"To sukces zdolności do porozumienia i dążenia narodu wenezuelskiego do wychodzenia sobie naprzeciw mimo konfrontacji, jaką przeżywamy, a także do budowania ojczyzny, w której nie będziemy pamiętali, co oznaczają słowa +więzień polityczny+" - oświadczenie tej treści złożył lider Koalicji na rzecz Jedności Demokratycznej (MUD) nazajutrz po zwolnieniu 33-letniego Mantilli.

Mantilla został aresztowany w maju 2014 roku podczas wielkich ulicznych demonstracji antyrządowych i prorządowych; oskarżono go o prowokowanie do użycia siły wobec demonstrujących zwolenników rządu. W całym tym roku w trakcie protestów zginęły po obu stronach 43 osoby.

Do podjęcia rozmów rząd-opozycja w warunkach narastającej konfrontacji między lewicowym gabinetem prezydenta Nicolasa Maduro a jego przeciwnikami doszło w znacznej mierze dzięki inicjatywie i pośrednictwu dyplomatów Stolicy Apostolskiej, mających już w Ameryce Łacińskiej wiele sukcesów w tego rodzaju mediacjach.

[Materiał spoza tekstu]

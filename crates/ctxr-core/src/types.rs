//! Domain types shared by the enrichment, indexing and retrieval stages.

use serde::{Deserialize, Serialize};
use std::collections::HashMap;

pub type DocId = String;
pub type ChunkId = String;
pub type Meta = HashMap<String, String>;

/// Metadata key the enricher writes its situating context under.
pub const CONTEXT_KEY: &str = "context";

/// A source document, immutable once loaded.
///
/// `id` is the stable source identifier (URI or relative path).
#[derive(Debug, Clone, Serialize, Deserialize)]
pub struct Document {
    pub id: DocId,
    pub text: String,
}

/// A bounded span of a source document, the atomic unit of retrieval.
///
/// - `id`: `"{doc_id}:{chunk_index}"`, globally unique
/// - `doc_id`: back-reference to the source [`Document`] (not ownership)
/// - `chunk_index`: ordinal position within the document
/// - `start_token`: token offset of the window start within the document
/// - `metadata`: free-form string map; the enricher adds a `"context"` key
#[derive(Debug, Clone, Serialize, Deserialize)]
pub struct Chunk {
    pub id: ChunkId,
    pub doc_id: DocId,
    pub chunk_index: usize,
    pub start_token: usize,
    pub content: String,
    pub metadata: Meta,
}

impl Chunk {
    /// The situating context attached by the enricher, if any.
    pub fn context(&self) -> Option<&str> {
        self.metadata.get(CONTEXT_KEY).map(String::as_str)
    }

    /// Text to embed and lexically index: context-prefixed when enriched,
    /// the raw chunk content otherwise.
    pub fn embedding_text(&self) -> String {
        match self.context() {
            Some(ctx) if !ctx.is_empty() => format!("{ctx}\n\n{}", self.content),
            _ => self.content.clone(),
        }
    }
}

/// One embedding per chunk. `embedded_text` records the exact text the
/// vector was computed from when it differs from the chunk content.
#[derive(Debug, Clone, Serialize, Deserialize)]
pub struct EmbeddingRecord {
    pub chunk_id: ChunkId,
    pub vector: Vec<f32>,
    pub embedded_text: Option<String>,
}

/// Indicates which sub-retriever produced a candidate.
#[derive(Debug, Clone, Copy, Serialize, Deserialize, PartialEq, Eq)]
pub enum SourceKind {
    Vector,
    Lexical,
}

/// A per-query candidate before reranking. `score` is engine-specific
/// but higher is always better.
#[derive(Debug, Clone, Serialize, Deserialize)]
pub struct RetrievalCandidate {
    pub chunk_id: ChunkId,
    pub score: f32,
    pub source: SourceKind,
}

/// Final ranked output, most relevant first. After a rerank pass,
/// `prior_score` retains the candidate's pre-rerank score alongside the
/// reranker's; `None` when no earlier scoring stage ran.
#[derive(Debug, Clone, Serialize, Deserialize)]
pub struct RankedResult {
    pub chunk_id: ChunkId,
    pub score: f32,
    pub prior_score: Option<f32>,
}

/// Gold evaluation fixture: a question whose expected-relevant chunk is
/// known. Immutable and shared across all retriever variants.
#[derive(Debug, Clone, Serialize, Deserialize)]
pub struct QaPair {
    pub chunk_id: ChunkId,
    pub question: String,
}

/// One aggregated metric row for one retriever. `value` is in [0, 1].
#[derive(Debug, Clone, Serialize, Deserialize)]
pub struct EvaluationRecord {
    pub retriever: String,
    pub metric: String,
    pub value: f32,
}
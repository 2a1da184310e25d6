use arrow_schema::{DataType, Field, Schema};
use std::sync::Arc;

/// Arrow schema for the chunk table. `metadata` holds the chunk's string
/// map as JSON; `embedded_text` is null when the vector was computed from
/// the raw content.
pub fn build_arrow_schema(dim: i32) -> Arc<Schema> {
    Arc::new(Schema::new(vec![
        Field::new("id", DataType::Utf8, false),
        Field::new("doc_id", DataType::Utf8, false),
        Field::new("chunk_index", DataType::Int32, false),
        Field::new("start_token", DataType::Int32, false),
        Field::new("content", DataType::Utf8, false),
        Field::new("metadata", DataType::Utf8, false),
        Field::new("embedded_text", DataType::Utf8, true),
        Field::new(
            "vector",
            DataType::FixedSizeList(Arc::new(Field::new("item", DataType::Float32, true)), dim),
            true,
        ),
    ]))
}
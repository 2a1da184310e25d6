//! ctxr-pipeline
//!
//! The pipeline's core stages: contextual enrichment, hybrid
//! retrieval-and-rerank, gold-set generation and the evaluation harness.

pub mod enrich;
pub mod eval;
pub mod golden;
pub mod hybrid;
pub mod variants;

pub use enrich::{Enricher, EnricherConfig, EnrichmentReport};
pub use eval::EvaluationHarness;
pub use golden::QuestionGenerator;
pub use hybrid::HybridRetriever;
pub use variants::{FusionRetriever, VectorRetriever};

12 listopada w toku tych rozmów zawarto pierwsze porozumienie w sprawie zwolnienia kilku więźniów, ale Mantilla jest pierwszym, który znalazł się na wolności. W chwili aresztowania był studentem wydziału dziennikarstwa jednego z uniwersytetów i czynnym działaczem opozycyjnym.

Reklama

Podczas pobytu w więzieniu został wysunięty przez MUD jako kandydat w wyborach uzupełniających i został deputowanym do Zgromadzenia Narodowego, kontrolowanego przez opozycję.

Według organizacji prowadzących walkę polityczną z rządem, w wenezuelskich więzieniach przebywa od 108 do 135 opozycjonistów, których zaliczają one do kategorii więźniów politycznych. (PAP)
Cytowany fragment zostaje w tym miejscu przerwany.